A second information database may include information related to curing the lens forming composition based on the prescription variables. Each record may include information related to curing clear lenses (i.e., non- photochromic lenses) and photochromic lenses. The curing information may include filter information, initial curing dose information, postcure time and conditions, and anneal time. An example of a portion of this database is depicted in Table 10. Curing conditions typically depend on the sphere power of a lens, the type of lens being formed (photochromic or non-photochromic), and whether the lens will be tinted or not. Curing information includes type of filter being used, initial dose conditions, postcure time, and anneal time. A filter with a 50 mm aperture (denoted as "50 mm") or a clear plate filter (denoted as "clear") may be used. Initial dose is typically in seconds, with the irradiation pattern (e.g., top and bottom, bottom only) being also designated. The postcure time represents the amount of time the mold assembly is treated with activating light and heat in the postcure unit. The anneal time represents the amount of time the demolded lens is treated with heat after the lens is removed from the mold assembly. While this second database is depicted as a separate database, the database may be incorporated into the mold and gasket database by adding the lens curing information to each of the appropriate records. The controller may also be configured to warn the user if the lens power is beyond the range of the system or if their mold package does not contain the necessary molds to make the desired lens. In these cases, the user may be asked to check the prescription information to ensure that the proper prescription was entered.

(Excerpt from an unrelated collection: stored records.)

//! Core data types shared by the selector, executor and metrics store.

use serde::{Deserialize, Serialize};
use std::collections::{BTreeMap, BTreeSet};
use std::fmt;
use std::str::FromStr;

/// Environment feature a delivery strategy may depend on.
///
/// The set is closed on purpose: capability checks are plain set membership.
#[derive(Debug, Clone, Copy, PartialEq, Eq, PartialOrd, Ord, Hash, Serialize, Deserialize)]
#[serde(rename_all = "snake_case")]
pub enum Capability {
    WebRtc,
    MediaSource,
    WebCodecs,
    WebSocket,
    Fetch,
    VideoElement,
    HlsNative,
    WebAssembly,
}

impl Capability {
    pub const ALL: [Capability; 8] = [
        Capability::WebRtc,
        Capability::MediaSource,
        Capability::WebCodecs,
        Capability::WebSocket,
        Capability::Fetch,
        Capability::VideoElement,
        Capability::HlsNative,
        Capability::WebAssembly,
    ];

    pub fn as_str(&self) -> &'static str {
        match self {
            Capability::WebRtc => "web_rtc",
            Capability::MediaSource => "media_source",
            Capability::WebCodecs => "web_codecs",
            Capability::WebSocket => "web_socket",
            Capability::Fetch => "fetch",
            Capability::VideoElement => "video_element",
            Capability::HlsNative => "hls_native",
            Capability::WebAssembly => "web_assembly",
        }
    }
}

impl fmt::Display for Capability {
    fn fmt(&self, f: &mut fmt::Formatter<'_>) -> fmt::Result {
        f.write_str(self.as_str())
    }
}

impl FromStr for Capability {
    type Err = String;

    fn from_str(s: &str) -> Result<Self, Self::Err> {
        let normalized = s.trim().to_ascii_lowercase().replace('-', "_");
        Capability::ALL
            .iter()
            .copied()
            .find(|cap| cap.as_str() == normalized)
            .ok_or_else(|| format!("unknown capability: {}", s))
    }
}

/// Current mapping of capability tag to availability.
#[derive(Debug, Clone, Default, PartialEq, Eq, Serialize, Deserialize)]
pub struct CapabilitySet {
    flags: BTreeMap<Capability, bool>,
}

impl CapabilitySet {
    pub fn new() -> Self {
        Self::default()
    }

    /// Every known capability enabled
    pub fn all() -> Self {
        Capability::ALL.iter().map(|cap| (*cap, true)).collect()
    }

    pub fn with(mut self, capability: Capability, enabled: bool) -> Self {
        self.set(capability, enabled);
        self
    }

    pub fn set(&mut self, capability: Capability, enabled: bool) {
        self.flags.insert(capability, enabled);
    }

    pub fn is_enabled(&self, capability: Capability) -> bool {
        self.flags.get(&capability).copied().unwrap_or(false)
    }

    /// Tags currently reported as true
    pub fn enabled(&self) -> BTreeSet<Capability> {
        self.flags
            .iter()
            .filter(|(_, enabled)| **enabled)
            .map(|(cap, _)| *cap)
            .collect()
    }

    /// True iff every required capability is enabled
    pub fn satisfies(&self, required: &BTreeSet<Capability>) -> bool {
        required.iter().all(|cap| self.is_enabled(*cap))
    }
}

impl FromIterator<(Capability, bool)> for CapabilitySet {
    fn from_iter<I: IntoIterator<Item = (Capability, bool)>>(iter: I) -> Self {
        Self {
            flags: iter.into_iter().collect(),
        }
    }
}

impl FromIterator<Capability> for CapabilitySet {
    fn from_iter<I: IntoIterator<Item = Capability>>(iter: I) -> Self {
        iter.into_iter().map(|cap| (cap, true)).collect()
    }
}

/// Coarse network quality classification
#[derive(Debug, Clone, Copy, PartialEq, Eq, Hash, Default, Serialize, Deserialize)]
#[serde(rename_all = "snake_case")]
pub enum NetworkCondition {
    Slow,
    Medium,
    Fast,
    #[default]
    Unknown,
}

impl NetworkCondition {
    pub fn as_str(&self) -> &'static str {
        match self {
            NetworkCondition::Slow => "slow",
            NetworkCondition::Medium => "medium",
            NetworkCondition::Fast => "fast",
            NetworkCondition::Unknown => "unknown",
        }
    }
}

impl fmt::Display for NetworkCondition {
    fn fmt(&self, f: &mut fmt::Formatter<'_>) -> fmt::Result {
        f.write_str(self.as_str())
    }
}

impl FromStr for NetworkCondition {
    type Err = String;

    fn from_str(s: &str) -> Result<Self, Self::Err> {
        match s.trim().to_ascii_lowercase().as_str() {
            "slow" => Ok(NetworkCondition::Slow),
            "medium" => Ok(NetworkCondition::Medium),
            "fast" => Ok(NetworkCondition::Fast),
            "unknown" => Ok(NetworkCondition::Unknown),
            other => Err(format!("unknown network condition: {}", other)),
        }
    }
}

/// Raw network measurement handed to a classifier.
///
/// Fields are listed in precedence order: an explicit connection class wins
/// over a measured downlink, which wins over a bandwidth estimate.
#[derive(Debug, Clone, Default, PartialEq, Serialize, Deserialize)]
pub struct NetworkSample {
    /// Connection class label such as `"4g"` or `"slow-2g"`
    pub connection_class: Option<String>,
    /// Measured downlink in megabits per second
    pub downlink_mbps: Option<f64>,
    /// Bandwidth probe estimate in kilobits per second
    pub bandwidth_estimate_kbps: Option<f64>,
}

impl NetworkSample {
    pub fn with_connection_class(mut self, label: impl Into<String>) -> Self {
        self.connection_class = Some(label.into());
        self
    }

    pub fn with_downlink_mbps(mut self, mbps: f64) -> Self {
        self.downlink_mbps = Some(mbps);
        self
    }

    pub fn with_bandwidth_estimate_kbps(mut self, kbps: f64) -> Self {
        self.bandwidth_estimate_kbps = Some(kbps);
        self
    }
}

/// A named way of delivering media
#[derive(Debug, Clone, PartialEq, Eq, Serialize, Deserialize)]
pub struct Strategy {
    pub name: String,
    /// Lower is more preferred
    pub priority: u32,
    pub timeout_ms: u64,
    /// Attempts allowed for this strategy (at least 1)
    pub max_retries: u32,
    #[serde(default)]
    pub required_capabilities: BTreeSet<Capability>,
}

impl Strategy {
    pub fn new(name: impl Into<String>, priority: u32, timeout_ms: u64, max_retries: u32) -> Self {
        Self {
            name: name.into(),
            priority,
            timeout_ms,
            max_retries,
            required_capabilities: BTreeSet::new(),
        }
    }

    pub fn requires(mut self, capability: Capability) -> Self {
        self.required_capabilities.insert(capability);
        self
    }

    pub fn is_available(&self, capabilities: &CapabilitySet) -> bool {
        capabilities.satisfies(&self.required_capabilities)
    }

    pub fn validate(&self) -> Result<(), String> {
        if self.name.trim().is_empty() {
            return Err("name must not be empty".to_string());
        }
        if self.timeout_ms == 0 {
            return Err("timeout_ms must be greater than 0".to_string());
        }
        if self.max_retries == 0 {
            return Err("max_retries must be at least 1".to_string());
        }
        Ok(())
    }
}

/// Why an attempt failed
#[derive(Debug, Clone, Copy, PartialEq, Eq, Hash, Serialize, Deserialize)]
#[serde(rename_all = "snake_case")]
pub enum ErrorKind {
    Timeout,
    Failure,
}

/// Outcome of a single attempt. Created once by the executor, never mutated.
#[derive(Debug, Clone, PartialEq, Serialize, Deserialize)]
pub struct AttemptRecord {
    pub strategy_name: String,
    pub success: bool,
    pub duration_ms: u64,
    /// Wall-clock time the attempt finished, milliseconds since the epoch
    pub timestamp_ms: i64,
    /// 1-based attempt number within its strategy
    pub attempt: u32,
    pub error_kind: Option<ErrorKind>,
    pub error_message: Option<String>,
}

impl AttemptRecord {
    pub fn success(
        strategy_name: impl Into<String>,
        attempt: u32,
        duration_ms: u64,
        timestamp_ms: i64,
    ) -> Self {
        Self {
            strategy_name: strategy_name.into(),
            success: true,
            duration_ms,
            timestamp_ms,
            attempt,
            error_kind: None,
            error_message: None,
        }
    }

    pub fn failure(
        strategy_name: impl Into<String>,
        attempt: u32,
        duration_ms: u64,
        timestamp_ms: i64,
        kind: ErrorKind,
        message: impl Into<String>,
    ) -> Self {
        Self {
            strategy_name: strategy_name.into(),
            success: false,
            duration_ms,
            timestamp_ms,
            attempt,
            error_kind: Some(kind),
            error_message: Some(message.into()),
        }
    }
}

/// One step of an execution plan with per-call adjusted budgets
#[derive(Debug, Clone, PartialEq, Serialize)]
pub struct PlanEntry {
    pub strategy: Strategy,
    pub effective_timeout_ms: u64,
    pub effective_retries: u32,
}

/// Ordered strategies to try for a single delivery
#[derive(Debug, Clone, PartialEq, Serialize)]
pub struct ExecutionPlan {
    pub network: NetworkCondition,
    pub entries: Vec<PlanEntry>,
}

impl ExecutionPlan {
    pub fn new(network: NetworkCondition, entries: Vec<PlanEntry>) -> Self {
        Self { network, entries }
    }

    pub fn names(&self) -> Vec<&str> {
        self.entries.iter().map(|e| e.strategy.name.as_str()).collect()
    }

    pub fn iter(&self) -> std::slice::Iter<'_, PlanEntry> {
        self.entries.iter()
    }

    pub fn len(&self) -> usize {
        self.entries.len()
    }

    pub fn is_empty(&self) -> bool {
        self.entries.is_empty()
    }

    pub fn get(&self, name: &str) -> Option<&PlanEntry> {
        self.entries.iter().find(|e| e.strategy.name == name)
    }
}

#[cfg(test)]
mod tests {
    use super::*;

    #[test]
    fn test_capability_parse_accepts_dashes_and_case() {
        assert_eq!("web-rtc".parse::<Capability>(), Ok(Capability::WebRtc));
        assert_eq!("MEDIA_SOURCE".parse::<Capability>(), Ok(Capability::MediaSource));
        assert!("teleport".parse::<Capability>().is_err());
    }

    #[test]
    fn test_capability_set_satisfies() {
        let caps = CapabilitySet::new()
            .with(Capability::Fetch, true)
            .with(Capability::MediaSource, false);

        let mut required = BTreeSet::new();
        assert!(caps.satisfies(&required));

        required.insert(Capability::Fetch);
        assert!(caps.satisfies(&required));

        required.insert(Capability::MediaSource);
        assert!(!caps.satisfies(&required));
    }

    #[test]
    fn test_missing_capability_is_disabled() {
        let caps = CapabilitySet::new();
        assert!(!caps.is_enabled(Capability::WebRtc));
        assert!(caps.enabled().is_empty());
    }

    #[test]
    fn test_strategy_validate() {
        assert!(Strategy::new("direct", 1, 1000, 1).validate().is_ok());
        assert!(Strategy::new("", 1, 1000, 1).validate().is_err());
        assert!(Strategy::new("direct", 1, 0, 1).validate().is_err());
        assert!(Strategy::new("direct", 1, 1000, 0).validate().is_err());
    }

    #[test]
    fn test_network_condition_roundtrip_str() {
        for cond in [
            NetworkCondition::Slow,
            NetworkCondition::Medium,
            NetworkCondition::Fast,
            NetworkCondition::Unknown,
        ] {
            assert_eq!(cond.as_str().parse::<NetworkCondition>(), Ok(cond));
        }
    }
}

The controller may also be used to control the operation of the various components of the plastic lens curing apparatus. A series of input devices 640 may allow the operation of the various components of the system. The input devices may be configured to cause the commencement of the lens coating process (640a), the cure process (640b), the postcure process (640c), and the anneal process (640d).

In an embodiment, activating any of the input devices 640 may cause a screen to appear requesting a job number conesponding to the type of lenses being formed. The last job used may appear as a default entry. The user may change the displayed job number by cycling through the saved jobs. When the proper job is displayed the user may enter the job by depressing the selection knob.

Table 10

After the job has been entered, the system will be ready to commence the selected function. Activating the same input device again (e.g., depressing the button) will cause the system to commence the selected function. For example, pressing the cure button a second time may cause a preprogrammed cure cycle to begin. After the selected function is complete the display screen may display a prompt informing the user that the action is finished. The controller may be configured to prevent the user from using curing cycles other than those that have been prescribed by the programmer of the controller. After a prescription is entered, the job enters the work stream where the controller allows only the prescribed curing conditions. Timers (set by the algorithm picked at prescription input) may run constantly during the lens cycle to monitor doses and deliver both audible and visible prompts to the user of at times of transition in the process. The system tracks job completion and status and gives visual representation of job status in the view job screen. Boxes at the bottom of the screen are checked as the necessary steps are competed. In sensitive parts of the lens cycle, no deviation from the established method is allowed. Operator discretion is allowed when the process is not thne critical. The software warns the user during procedures that will interrupt jobs during their execution, erase jobs that are not finished, rerun jobs that are not finished, etc. The system may be configured to prevent a new cure cycle from being started until the previous job's cure is finished. This "gatekeeper" function ensures post cure chamber availability during time sensitive transitions. When the cure stage is finished, both audible and visual prompts instruct the user to place the cavities in the post cure area.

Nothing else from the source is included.